[Stored data entries]

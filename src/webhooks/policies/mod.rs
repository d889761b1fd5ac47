//! Mutation policy for workload admission requests.
//!
//! A request is evaluated in two steps:
//! - Structural: the pod template spec must resolve (otherwise `MalformedRequest`)
//! - Placement: workloads with `emptyDir` volumes are pinned to the internal
//!   zone, and workloads without them are released from it
//!
//! Evaluation is pure. It performs no I/O, holds no state and never logs; the
//! transport decides what to record about each [`Decision`].

pub mod node_selector;
pub mod pod_spec;

use std::fmt;

use super::error::MalformedRequest;
use super::review::{AdmissionRequest, AdmissionResponse};
use pod_spec::PodSpecView;

/// Workload kind mutated when no other kinds are configured
pub const DEFAULT_WORKLOAD_KIND: &str = "DeploymentConfig";

/// Which workload kinds the placement policy applies to.
///
/// Requests for any other kind are admitted unchanged.
#[derive(Clone, Debug, PartialEq, Eq)]
pub struct MutationPolicy {
    workload_kinds: Vec<String>,
}

impl Default for MutationPolicy {
    fn default() -> Self {
        Self::new([DEFAULT_WORKLOAD_KIND])
    }
}

impl MutationPolicy {
    pub fn new<I, S>(workload_kinds: I) -> Self
    where
        I: IntoIterator<Item = S>,
        S: Into<String>,
    {
        Self {
            workload_kinds: workload_kinds.into_iter().map(Into::into).collect(),
        }
    }

    pub fn workload_kinds(&self) -> &[String] {
        &self.workload_kinds
    }

    pub fn recognizes(&self, kind: &str) -> bool {
        self.workload_kinds.iter().any(|k| k == kind)
    }
}

/// Why a valid request produced no patch
#[derive(Clone, Copy, Debug, PartialEq, Eq)]
pub enum NoPatchReason {
    /// Has `emptyDir` and is already pinned to the internal zone
    AlreadyPinned,
    /// Has no `emptyDir` and is not pinned to the internal zone
    NotApplicable,
    /// The request kind is not a configured workload kind
    UnrecognizedKind,
}

/// The single change (if any) made to a workload.
#[derive(Clone, Copy, Debug, PartialEq, Eq)]
pub enum Mutation {
    /// Replace the pod template `nodeSelector` with `{zone: internal}`
    AddZoneSelector,
    /// Remove only the `zone` key from the pod template `nodeSelector`
    RemoveZoneSelector,
    Unchanged(NoPatchReason),
}

impl Mutation {
    /// The JSON Patch document this mutation emits
    pub fn patch(&self) -> Option<&'static str> {
        match self {
            Mutation::AddZoneSelector => Some(node_selector::ADD_ZONE_PATCH),
            Mutation::RemoveZoneSelector => Some(node_selector::REMOVE_ZONE_PATCH),
            Mutation::Unchanged(_) => None,
        }
    }

    /// Stable label for logs and metrics
    pub fn label(&self) -> &'static str {
        match self {
            Mutation::AddZoneSelector => "add",
            Mutation::RemoveZoneSelector => "remove",
            Mutation::Unchanged(_) => "none",
        }
    }

    pub fn is_patch(&self) -> bool {
        self.patch().is_some()
    }
}

impl fmt::Display for Mutation {
    fn fmt(&self, f: &mut fmt::Formatter<'_>) -> fmt::Result {
        match self {
            Mutation::AddZoneSelector => {
                write!(f, "contains emptyDir, patching to add nodeSelector")
            }
            Mutation::RemoveZoneSelector => {
                write!(f, "does not contain emptyDir, patching to remove nodeSelector")
            }
            Mutation::Unchanged(NoPatchReason::AlreadyPinned) => {
                write!(f, "contains emptyDir and is already pinned, no patch")
            }
            Mutation::Unchanged(NoPatchReason::NotApplicable) => {
                write!(f, "does not contain emptyDir and is not pinned, no patch")
            }
            Mutation::Unchanged(NoPatchReason::UnrecognizedKind) => {
                write!(f, "is not a mutated workload kind, no patch")
            }
        }
    }
}

/// Outcome of [`decide`]: what was chosen and the response carrying it
#[derive(Clone, Debug, PartialEq, Eq)]
pub struct Decision {
    pub mutation: Mutation,
    pub response: AdmissionResponse,
}

/// Choose the mutation for a request.
///
/// The pod spec is resolved before the kind is consulted, so a request whose
/// object has no `spec.template.spec` is malformed whatever its kind.
pub fn evaluate(
    request: &AdmissionRequest,
    policy: &MutationPolicy,
) -> Result<Mutation, MalformedRequest> {
    let pod_spec = PodSpecView::resolve(&request.object)?;

    if !policy.recognizes(&request.kind) {
        return Ok(Mutation::Unchanged(NoPatchReason::UnrecognizedKind));
    }

    Ok(node_selector::evaluate(&pod_spec))
}

/// Evaluate a request and build its admission response.
///
/// The response always copies the request uid and is always allowed; patch
/// fields are present only when the mutation emits a patch.
pub fn decide(
    request: &AdmissionRequest,
    policy: &MutationPolicy,
) -> Result<Decision, MalformedRequest> {
    let mutation = evaluate(request, policy)?;

    let response = AdmissionResponse::from(request);
    let response = match mutation.patch() {
        Some(document) => response.with_patch(document),
        None => response,
    };

    Ok(Decision { mutation, response })
}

• _DIRECTIONS_:
Which lines of the records above contain the word "recognizes"? Show each of them.

• _EXPECTED OUTPUT_:
    pub fn recognizes(&self, kind: &str) -> bool {
    if !policy.recognizes(&request.kind) {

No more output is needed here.